TheFallen wrote: about as watertight as claiming that "I axed him a question" is equally proper.
It is equally "proper," in the appropriate situations. It's just dialect.
Sure, there are plenty of times you don't want to use it, but that has more to do with social/cultural rules than "grammar," [hell, a whole lot of grammar is nothing but social/cultural "rules," not meaning-oriented at all.]
[[BTW--although I've HEARD lots of folk SPEAK that way...one district I worked in everyone spoke that way...I never had a student WRITE it in a formal situation.]]

Now, you're correct on use/used.
Compare running to the store:
I didn't run to the store [not I didn't ran to the store]
More on point:
I didn't have to run. [not I didn't had to run [or have to ran, or had to ran].

But the question STILL is: does it freaking matter?

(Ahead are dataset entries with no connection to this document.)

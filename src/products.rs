//! Products

use std::sync::RwLock;

use mockall::automock;
use rust_decimal::Decimal;
use rustc_hash::FxHashMap;
use serde::{Deserialize, Serialize};
use thiserror::Error;
use tracing::debug;

use crate::{ids::TypedId, money::is_valid_unit_price};

/// Product Id
pub type ProductId = TypedId<CatalogProduct>;

/// Category marker
#[derive(Debug)]
pub struct Category;

/// Category Id
pub type CategoryId = TypedId<Category>;

/// Supplier marker
#[derive(Debug)]
pub struct Supplier;

/// Supplier Id
pub type SupplierId = TypedId<Supplier>;

/// Catalog lookup errors.
#[derive(Debug, Error)]
pub enum CatalogError {
    /// The catalog could not be reached; retryable.
    #[error("catalog unavailable: {0}")]
    Unavailable(String),

    /// The catalog returned a negative or out-of-range price.
    #[error("product {product} has invalid price {price}")]
    InvalidPrice {
        /// Offending product
        product: ProductId,
        /// Price as returned
        price: Decimal,
    },
}

impl CatalogError {
    /// Message key for the caller to report.
    pub const fn kind(&self) -> &'static str {
        match self {
            Self::Unavailable(_) => "CatalogUnavailable",
            Self::InvalidPrice { .. } => "InvalidCatalogPrice",
        }
    }
}

/// Live catalog data for a single product.
#[derive(Debug, Clone, PartialEq, Serialize, Deserialize)]
#[serde(rename_all = "camelCase")]
pub struct CatalogProduct {
    /// Product identifier
    pub product_id: ProductId,

    /// Display name
    pub name: String,

    /// Current unit price
    pub price: Decimal,

    /// Units available
    pub stock: u32,

    /// Image path, if any
    #[serde(default)]
    pub image: Option<String>,

    /// Category, if any
    #[serde(default)]
    pub category_id: Option<CategoryId>,

    /// Supplier, if any
    #[serde(default)]
    pub supplier_id: Option<SupplierId>,

    /// Whether the product can be sold
    #[serde(default = "active_by_default")]
    pub is_active: bool,
}

const fn active_by_default() -> bool {
    true
}

/// A read-only view of the catalog taken once per operation.
#[derive(Debug, Clone, Default)]
pub struct CatalogSnapshot {
    products: FxHashMap<ProductId, CatalogProduct>,
}

impl CatalogSnapshot {
    /// Look up a product in the snapshot.
    pub fn get(&self, product: ProductId) -> Option<&CatalogProduct> {
        self.products.get(&product)
    }

    /// Number of products captured.
    pub fn len(&self) -> usize {
        self.products.len()
    }

    /// Whether the snapshot holds no products.
    pub fn is_empty(&self) -> bool {
        self.products.is_empty()
    }
}

impl FromIterator<CatalogProduct> for CatalogSnapshot {
    fn from_iter<I: IntoIterator<Item = CatalogProduct>>(iter: I) -> Self {
        Self {
            products: iter
                .into_iter()
                .map(|product| (product.product_id, product))
                .collect(),
        }
    }
}

/// Read-only product lookup.
#[automock]
pub trait Catalog: Send + Sync {
    /// Fetch the current state of each requested product. Unknown ids are
    /// simply absent from the result.
    ///
    /// # Errors
    ///
    /// Returns [`CatalogError::Unavailable`] if the catalog can't be read.
    fn products_by_ids(&self, ids: &[ProductId]) -> Result<Vec<CatalogProduct>, CatalogError>;
}

/// Take a snapshot of the given products.
///
/// # Errors
///
/// - [`CatalogError::InvalidPrice`]: a product's price is negative or above
///   [`crate::money::MAX_UNIT_PRICE`].
/// - Any [`CatalogError`] from the catalog itself.
pub fn snapshot(catalog: &dyn Catalog, ids: &[ProductId]) -> Result<CatalogSnapshot, CatalogError> {
    let products = catalog.products_by_ids(ids)?;

    if let Some(product) = products.iter().find(|p| !is_valid_unit_price(p.price)) {
        return Err(CatalogError::InvalidPrice {
            product: product.product_id,
            price: product.price,
        });
    }

    let snapshot: CatalogSnapshot = products.into_iter().collect();

    debug!(
        requested = ids.len(),
        found = snapshot.len(),
        "took catalog snapshot"
    );

    Ok(snapshot)
}

/// Catalog backed by an in-process map.
#[derive(Debug, Default)]
pub struct InMemoryCatalog {
    products: RwLock<FxHashMap<ProductId, CatalogProduct>>,
}

impl InMemoryCatalog {
    /// Create an empty catalog.
    #[must_use]
    pub fn new() -> Self {
        Self::default()
    }

    /// Insert or replace a product.
    ///
    /// # Errors
    ///
    /// Returns [`CatalogError::Unavailable`] if the lock was poisoned.
    pub fn upsert(&self, product: CatalogProduct) -> Result<(), CatalogError> {
        let mut products = self
            .products
            .write()
            .map_err(|err| CatalogError::Unavailable(err.to_string()))?;

        products.insert(product.product_id, product);

        Ok(())
    }

    /// Remove a product entirely.
    ///
    /// # Errors
    ///
    /// Returns [`CatalogError::Unavailable`] if the lock was poisoned.
    pub fn remove(&self, product: ProductId) -> Result<Option<CatalogProduct>, CatalogError> {
        let mut products = self
            .products
            .write()
            .map_err(|err| CatalogError::Unavailable(err.to_string()))?;

        Ok(products.remove(&product))
    }
}

impl FromIterator<CatalogProduct> for InMemoryCatalog {
    fn from_iter<I: IntoIterator<Item = CatalogProduct>>(iter: I) -> Self {
        Self {
            products: RwLock::new(
                iter.into_iter()
                    .map(|product| (product.product_id, product))
                    .collect(),
            ),
        }
    }
}

impl Catalog for InMemoryCatalog {
    fn products_by_ids(&self, ids: &[ProductId]) -> Result<Vec<CatalogProduct>, CatalogError> {
        let products = self
            .products
            .read()
            .map_err(|err| CatalogError::Unavailable(err.to_string()))?;

        Ok(ids
            .iter()
            .filter_map(|id| products.get(id))
            .cloned()
            .collect())
    }
}

#[cfg(test)]
mod tests {
    use rust_decimal_macros::dec;
    use testresult::TestResult;

    use super::*;

    fn product(id: u64, stock: u32) -> CatalogProduct {
        CatalogProduct {
            product_id: ProductId::new(id),
            name: format!("Product {id}"),
            price: dec!(9.99),
            stock,
            image: None,
            category_id: Some(CategoryId::new(1)),
            supplier_id: None,
            is_active: true,
        }
    }

    #[test]
    fn lookup_skips_unknown_ids() -> TestResult {
        let catalog: InMemoryCatalog = [product(1, 5), product(2, 0)].into_iter().collect();

        let found = catalog.products_by_ids(&[ProductId::new(2), ProductId::new(99)])?;

        assert_eq!(found.len(), 1);
        assert_eq!(found.first().map(|p| p.product_id), Some(ProductId::new(2)));

        Ok(())
    }

    #[test]
    fn snapshot_indexes_by_product_id() -> TestResult {
        let catalog: InMemoryCatalog = [product(1, 5), product(2, 3)].into_iter().collect();

        let snap = snapshot(&catalog, &[ProductId::new(1), ProductId::new(2)])?;

        assert_eq!(snap.len(), 2);
        assert_eq!(snap.get(ProductId::new(2)).map(|p| p.stock), Some(3));
        assert!(snap.get(ProductId::new(3)).is_none());

        Ok(())
    }

    #[test]
    fn snapshot_rejects_out_of_range_prices() {
        let mut huge = product(1, 2);
        huge.price = Decimal::MAX;

        let mut negative = product(2, 2);
        negative.price = dec!(-1);

        for bad in [huge, negative] {
            let id = bad.product_id;
            let catalog: InMemoryCatalog = [bad].into_iter().collect();

            let result = snapshot(&catalog, &[id]);

            assert!(
                matches!(&result, Err(CatalogError::InvalidPrice { product, .. }) if *product == id),
                "expected InvalidPrice for {id}, got {result:?}"
            );
        }
    }

    #[test]
    fn upsert_and_remove_change_lookups() -> TestResult {
        let catalog = InMemoryCatalog::new();

        catalog.upsert(product(4, 1))?;
        assert_eq!(catalog.products_by_ids(&[ProductId::new(4)])?.len(), 1);

        assert!(catalog.remove(ProductId::new(4))?.is_some());
        assert!(catalog.products_by_ids(&[ProductId::new(4)])?.is_empty());

        Ok(())
    }

    #[test]
    fn deserializes_camel_case_with_defaults() -> TestResult {
        let json = r#"{"productId":7,"name":"Mug","price":"12.50","stock":3}"#;

        let parsed: CatalogProduct = serde_json::from_str(json)?;

        assert_eq!(parsed.product_id, ProductId::new(7));
        assert_eq!(parsed.price, dec!(12.50));
        assert!(parsed.is_active);
        assert!(parsed.category_id.is_none());

        Ok(())
    }
}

And much of the time, the only reason it matters is cuz someone is being snooty.
Or consciously or subconsciously caught in social/identity issues.
Or because they are being authoritarian.

Now, a fair number of folk...to be fair..., it viscerally bothers them...I don't know why, it's kinda OCD-like to me. [my wife is one of them...irritates the shit out of her...our current Chief Justice apparently is/was famous for becoming angry and mean when confronted by even the tiniest errors].

Heh.
Probably someone out there is all those:
A learned, lead-doggy, top-tier insider upon his mountain-top [ or within his penthouse] about to have a stroke because some community-college bred sycophantic underling wrote "its" not "it's" in the email he's reading.

I'm pretty sure I don't want to know that theoretical person.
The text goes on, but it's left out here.